* [DATASET CONTENT]:

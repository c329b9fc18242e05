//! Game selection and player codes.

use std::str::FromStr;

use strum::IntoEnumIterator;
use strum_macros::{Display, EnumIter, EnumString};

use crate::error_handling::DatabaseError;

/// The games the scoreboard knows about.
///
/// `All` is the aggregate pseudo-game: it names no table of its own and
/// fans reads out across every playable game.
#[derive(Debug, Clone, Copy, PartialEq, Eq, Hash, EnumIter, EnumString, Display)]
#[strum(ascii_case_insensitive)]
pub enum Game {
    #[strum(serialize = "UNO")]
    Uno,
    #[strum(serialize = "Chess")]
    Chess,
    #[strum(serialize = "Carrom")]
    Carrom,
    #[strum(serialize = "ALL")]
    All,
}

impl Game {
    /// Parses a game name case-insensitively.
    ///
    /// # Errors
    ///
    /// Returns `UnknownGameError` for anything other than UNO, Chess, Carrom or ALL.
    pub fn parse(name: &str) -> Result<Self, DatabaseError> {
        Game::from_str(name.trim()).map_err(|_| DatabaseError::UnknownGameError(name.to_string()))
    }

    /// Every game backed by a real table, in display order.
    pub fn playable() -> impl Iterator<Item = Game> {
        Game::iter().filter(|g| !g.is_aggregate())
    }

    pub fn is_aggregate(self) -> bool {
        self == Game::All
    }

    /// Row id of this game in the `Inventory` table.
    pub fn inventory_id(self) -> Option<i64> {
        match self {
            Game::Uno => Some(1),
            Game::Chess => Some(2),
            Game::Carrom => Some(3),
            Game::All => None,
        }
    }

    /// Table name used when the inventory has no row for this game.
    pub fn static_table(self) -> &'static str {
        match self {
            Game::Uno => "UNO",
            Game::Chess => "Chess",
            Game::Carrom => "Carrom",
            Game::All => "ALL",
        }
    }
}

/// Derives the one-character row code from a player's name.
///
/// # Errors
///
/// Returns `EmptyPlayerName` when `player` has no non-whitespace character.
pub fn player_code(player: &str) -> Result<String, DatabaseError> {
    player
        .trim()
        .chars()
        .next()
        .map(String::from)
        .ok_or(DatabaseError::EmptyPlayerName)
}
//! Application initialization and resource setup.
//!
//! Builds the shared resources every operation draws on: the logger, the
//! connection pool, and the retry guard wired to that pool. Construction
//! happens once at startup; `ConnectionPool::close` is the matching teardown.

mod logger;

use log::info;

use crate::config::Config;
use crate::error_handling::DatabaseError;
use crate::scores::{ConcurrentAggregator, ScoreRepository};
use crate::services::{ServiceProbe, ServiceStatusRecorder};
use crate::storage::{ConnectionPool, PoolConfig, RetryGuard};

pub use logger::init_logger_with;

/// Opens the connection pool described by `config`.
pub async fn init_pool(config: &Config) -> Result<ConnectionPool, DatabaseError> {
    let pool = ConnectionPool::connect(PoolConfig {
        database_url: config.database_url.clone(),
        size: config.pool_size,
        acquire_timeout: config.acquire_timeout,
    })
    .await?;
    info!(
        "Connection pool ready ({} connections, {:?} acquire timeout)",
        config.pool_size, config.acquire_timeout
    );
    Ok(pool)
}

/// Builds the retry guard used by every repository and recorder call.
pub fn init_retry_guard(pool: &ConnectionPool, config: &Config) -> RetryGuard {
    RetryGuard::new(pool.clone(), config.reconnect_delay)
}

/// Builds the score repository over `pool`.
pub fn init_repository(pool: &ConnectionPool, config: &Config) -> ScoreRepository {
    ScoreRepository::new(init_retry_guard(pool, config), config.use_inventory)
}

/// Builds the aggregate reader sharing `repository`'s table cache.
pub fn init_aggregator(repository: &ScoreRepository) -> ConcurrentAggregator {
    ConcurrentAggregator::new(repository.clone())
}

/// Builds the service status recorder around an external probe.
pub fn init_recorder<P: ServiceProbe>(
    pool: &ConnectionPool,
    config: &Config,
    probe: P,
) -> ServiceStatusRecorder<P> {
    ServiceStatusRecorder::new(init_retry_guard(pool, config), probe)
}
---
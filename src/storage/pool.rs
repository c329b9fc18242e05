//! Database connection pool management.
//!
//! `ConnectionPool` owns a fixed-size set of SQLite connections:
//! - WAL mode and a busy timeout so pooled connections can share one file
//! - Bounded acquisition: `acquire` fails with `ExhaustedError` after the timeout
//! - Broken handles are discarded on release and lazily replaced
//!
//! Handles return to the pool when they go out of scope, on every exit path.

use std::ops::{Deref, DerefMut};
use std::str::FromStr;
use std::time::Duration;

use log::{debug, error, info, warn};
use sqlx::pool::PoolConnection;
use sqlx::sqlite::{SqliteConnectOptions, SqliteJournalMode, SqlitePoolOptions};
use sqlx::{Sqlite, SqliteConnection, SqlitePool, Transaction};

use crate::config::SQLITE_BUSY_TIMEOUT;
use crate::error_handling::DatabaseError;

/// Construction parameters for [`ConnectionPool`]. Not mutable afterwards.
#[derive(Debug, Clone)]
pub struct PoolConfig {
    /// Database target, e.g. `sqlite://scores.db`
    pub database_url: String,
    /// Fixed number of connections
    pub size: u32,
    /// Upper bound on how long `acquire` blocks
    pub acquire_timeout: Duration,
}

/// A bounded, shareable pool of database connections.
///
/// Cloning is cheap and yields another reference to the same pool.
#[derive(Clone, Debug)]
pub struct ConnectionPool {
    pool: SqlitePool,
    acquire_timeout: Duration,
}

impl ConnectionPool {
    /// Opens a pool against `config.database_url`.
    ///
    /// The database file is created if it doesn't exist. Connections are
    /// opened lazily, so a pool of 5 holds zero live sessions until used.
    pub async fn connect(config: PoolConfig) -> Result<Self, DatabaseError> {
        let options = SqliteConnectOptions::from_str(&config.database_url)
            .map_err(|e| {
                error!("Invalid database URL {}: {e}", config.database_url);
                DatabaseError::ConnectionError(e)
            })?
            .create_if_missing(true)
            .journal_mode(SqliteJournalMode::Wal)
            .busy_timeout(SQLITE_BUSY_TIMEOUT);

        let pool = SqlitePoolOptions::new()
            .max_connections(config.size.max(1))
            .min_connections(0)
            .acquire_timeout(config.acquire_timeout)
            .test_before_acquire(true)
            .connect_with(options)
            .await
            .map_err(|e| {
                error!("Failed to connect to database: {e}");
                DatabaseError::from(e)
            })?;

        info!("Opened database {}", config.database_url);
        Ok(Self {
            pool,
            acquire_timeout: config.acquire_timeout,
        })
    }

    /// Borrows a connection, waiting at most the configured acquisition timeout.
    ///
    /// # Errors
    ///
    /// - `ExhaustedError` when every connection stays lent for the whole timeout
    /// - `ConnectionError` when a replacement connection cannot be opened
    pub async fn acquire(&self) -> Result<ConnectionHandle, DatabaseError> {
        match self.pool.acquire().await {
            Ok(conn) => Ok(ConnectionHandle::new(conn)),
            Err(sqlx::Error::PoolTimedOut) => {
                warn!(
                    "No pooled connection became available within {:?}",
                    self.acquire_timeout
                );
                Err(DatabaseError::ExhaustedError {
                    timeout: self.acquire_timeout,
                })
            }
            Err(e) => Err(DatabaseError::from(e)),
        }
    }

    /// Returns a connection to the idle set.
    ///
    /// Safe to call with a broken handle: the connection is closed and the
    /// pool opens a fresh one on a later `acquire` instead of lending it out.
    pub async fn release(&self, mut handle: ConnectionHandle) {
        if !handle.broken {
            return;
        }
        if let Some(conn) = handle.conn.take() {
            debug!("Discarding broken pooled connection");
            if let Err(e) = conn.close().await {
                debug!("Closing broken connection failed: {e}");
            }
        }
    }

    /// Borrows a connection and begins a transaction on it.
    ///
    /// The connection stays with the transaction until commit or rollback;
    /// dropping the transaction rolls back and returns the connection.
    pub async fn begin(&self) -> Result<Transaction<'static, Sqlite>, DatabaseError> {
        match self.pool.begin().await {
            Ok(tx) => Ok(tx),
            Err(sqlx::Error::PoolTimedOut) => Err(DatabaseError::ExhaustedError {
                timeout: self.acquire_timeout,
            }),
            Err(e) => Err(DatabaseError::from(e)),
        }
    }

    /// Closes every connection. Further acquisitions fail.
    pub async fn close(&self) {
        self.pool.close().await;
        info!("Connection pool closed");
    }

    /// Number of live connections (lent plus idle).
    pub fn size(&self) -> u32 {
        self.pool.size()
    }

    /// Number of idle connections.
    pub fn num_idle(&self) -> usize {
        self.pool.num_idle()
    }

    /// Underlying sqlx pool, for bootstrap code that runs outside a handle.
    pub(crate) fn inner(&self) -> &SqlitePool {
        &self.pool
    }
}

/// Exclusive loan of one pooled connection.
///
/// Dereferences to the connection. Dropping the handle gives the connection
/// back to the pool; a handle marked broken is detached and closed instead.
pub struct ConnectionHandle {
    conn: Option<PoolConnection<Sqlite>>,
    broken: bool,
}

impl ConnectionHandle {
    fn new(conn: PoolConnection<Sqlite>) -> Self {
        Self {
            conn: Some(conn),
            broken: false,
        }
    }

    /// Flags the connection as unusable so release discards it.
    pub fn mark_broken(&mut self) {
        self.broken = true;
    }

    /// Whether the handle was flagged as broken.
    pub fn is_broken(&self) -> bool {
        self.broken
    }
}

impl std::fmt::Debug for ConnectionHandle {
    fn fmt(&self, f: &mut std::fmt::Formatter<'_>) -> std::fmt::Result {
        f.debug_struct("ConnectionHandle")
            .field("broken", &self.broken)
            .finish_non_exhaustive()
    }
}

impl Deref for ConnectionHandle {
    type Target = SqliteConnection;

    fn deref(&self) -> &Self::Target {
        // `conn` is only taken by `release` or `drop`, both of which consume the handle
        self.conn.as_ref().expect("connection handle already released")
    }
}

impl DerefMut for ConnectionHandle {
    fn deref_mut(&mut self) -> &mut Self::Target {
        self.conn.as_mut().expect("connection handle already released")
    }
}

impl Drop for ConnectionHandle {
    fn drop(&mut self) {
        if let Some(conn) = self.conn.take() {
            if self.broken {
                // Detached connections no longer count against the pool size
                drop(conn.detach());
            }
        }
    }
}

* [WHAT THE EXERCISE ASKS]:
Every line above that holds the word "call" should be copied out.

* [TASK RESULT]:
/// Builds the retry guard used by every repository and recorder call.
    /// Safe to call with a broken handle: the connection is closed and the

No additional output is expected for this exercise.